-- Source material follows --
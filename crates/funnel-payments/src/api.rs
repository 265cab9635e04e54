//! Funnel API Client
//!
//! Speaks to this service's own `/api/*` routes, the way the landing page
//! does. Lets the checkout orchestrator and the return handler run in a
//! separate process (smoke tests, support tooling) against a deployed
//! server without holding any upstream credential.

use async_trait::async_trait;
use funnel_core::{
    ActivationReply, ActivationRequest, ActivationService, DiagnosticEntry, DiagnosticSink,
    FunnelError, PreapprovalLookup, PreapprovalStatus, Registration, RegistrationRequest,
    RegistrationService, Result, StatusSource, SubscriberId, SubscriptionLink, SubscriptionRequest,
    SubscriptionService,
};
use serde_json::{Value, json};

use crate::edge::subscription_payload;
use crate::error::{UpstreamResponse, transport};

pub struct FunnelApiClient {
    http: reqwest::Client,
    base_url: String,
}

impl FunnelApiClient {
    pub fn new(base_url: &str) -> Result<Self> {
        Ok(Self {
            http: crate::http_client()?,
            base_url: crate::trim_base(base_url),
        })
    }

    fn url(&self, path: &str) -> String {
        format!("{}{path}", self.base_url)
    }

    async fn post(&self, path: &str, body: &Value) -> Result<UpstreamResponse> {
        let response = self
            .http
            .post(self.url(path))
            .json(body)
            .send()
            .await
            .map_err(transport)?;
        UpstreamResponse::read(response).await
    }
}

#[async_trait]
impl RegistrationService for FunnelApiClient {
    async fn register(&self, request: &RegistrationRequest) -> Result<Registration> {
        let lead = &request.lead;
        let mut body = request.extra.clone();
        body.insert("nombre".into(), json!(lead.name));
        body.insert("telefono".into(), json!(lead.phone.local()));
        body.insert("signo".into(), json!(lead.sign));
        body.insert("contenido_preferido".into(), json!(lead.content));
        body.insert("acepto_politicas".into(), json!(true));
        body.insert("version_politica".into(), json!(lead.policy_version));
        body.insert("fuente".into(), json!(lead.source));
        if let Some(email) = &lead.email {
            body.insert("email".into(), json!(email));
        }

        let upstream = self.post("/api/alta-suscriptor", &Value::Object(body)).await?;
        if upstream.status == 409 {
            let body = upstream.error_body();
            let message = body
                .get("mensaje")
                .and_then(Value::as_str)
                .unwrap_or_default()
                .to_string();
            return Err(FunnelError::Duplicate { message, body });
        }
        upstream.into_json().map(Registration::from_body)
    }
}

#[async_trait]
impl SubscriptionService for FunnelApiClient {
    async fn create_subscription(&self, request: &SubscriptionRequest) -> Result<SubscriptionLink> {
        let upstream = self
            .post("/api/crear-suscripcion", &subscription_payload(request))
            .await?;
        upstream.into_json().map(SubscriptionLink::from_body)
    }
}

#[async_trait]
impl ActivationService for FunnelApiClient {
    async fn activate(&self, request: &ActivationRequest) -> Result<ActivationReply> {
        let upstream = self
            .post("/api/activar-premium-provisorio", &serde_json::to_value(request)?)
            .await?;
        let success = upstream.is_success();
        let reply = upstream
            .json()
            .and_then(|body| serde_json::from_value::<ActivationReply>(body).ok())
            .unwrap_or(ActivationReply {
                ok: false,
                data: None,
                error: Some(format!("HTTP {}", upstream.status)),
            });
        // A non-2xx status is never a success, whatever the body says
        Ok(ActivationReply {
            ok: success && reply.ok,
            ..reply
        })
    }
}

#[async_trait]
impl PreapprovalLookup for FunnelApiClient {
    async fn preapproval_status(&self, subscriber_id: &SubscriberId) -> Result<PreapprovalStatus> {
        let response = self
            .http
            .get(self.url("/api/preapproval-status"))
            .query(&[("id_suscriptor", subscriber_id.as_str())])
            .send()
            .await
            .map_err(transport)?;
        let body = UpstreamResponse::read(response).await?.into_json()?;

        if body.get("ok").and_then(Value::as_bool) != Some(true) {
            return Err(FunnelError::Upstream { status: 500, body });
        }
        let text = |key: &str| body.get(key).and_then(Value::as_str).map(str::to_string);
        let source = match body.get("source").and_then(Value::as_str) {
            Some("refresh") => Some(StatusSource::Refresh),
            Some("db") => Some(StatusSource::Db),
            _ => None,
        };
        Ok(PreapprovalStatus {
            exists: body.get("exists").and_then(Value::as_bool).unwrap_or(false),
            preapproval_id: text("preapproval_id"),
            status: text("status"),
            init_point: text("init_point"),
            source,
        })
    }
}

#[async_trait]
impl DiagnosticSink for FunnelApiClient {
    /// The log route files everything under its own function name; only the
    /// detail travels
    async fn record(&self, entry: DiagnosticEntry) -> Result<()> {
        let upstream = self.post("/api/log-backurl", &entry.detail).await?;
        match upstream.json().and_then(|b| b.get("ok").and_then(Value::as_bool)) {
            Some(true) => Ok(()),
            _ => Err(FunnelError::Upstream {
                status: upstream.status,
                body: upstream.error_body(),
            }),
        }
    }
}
-- Source material concluded --
§ The problem: Please count the lines above containing "StatusSource"; number only.

§ Response to this task: 3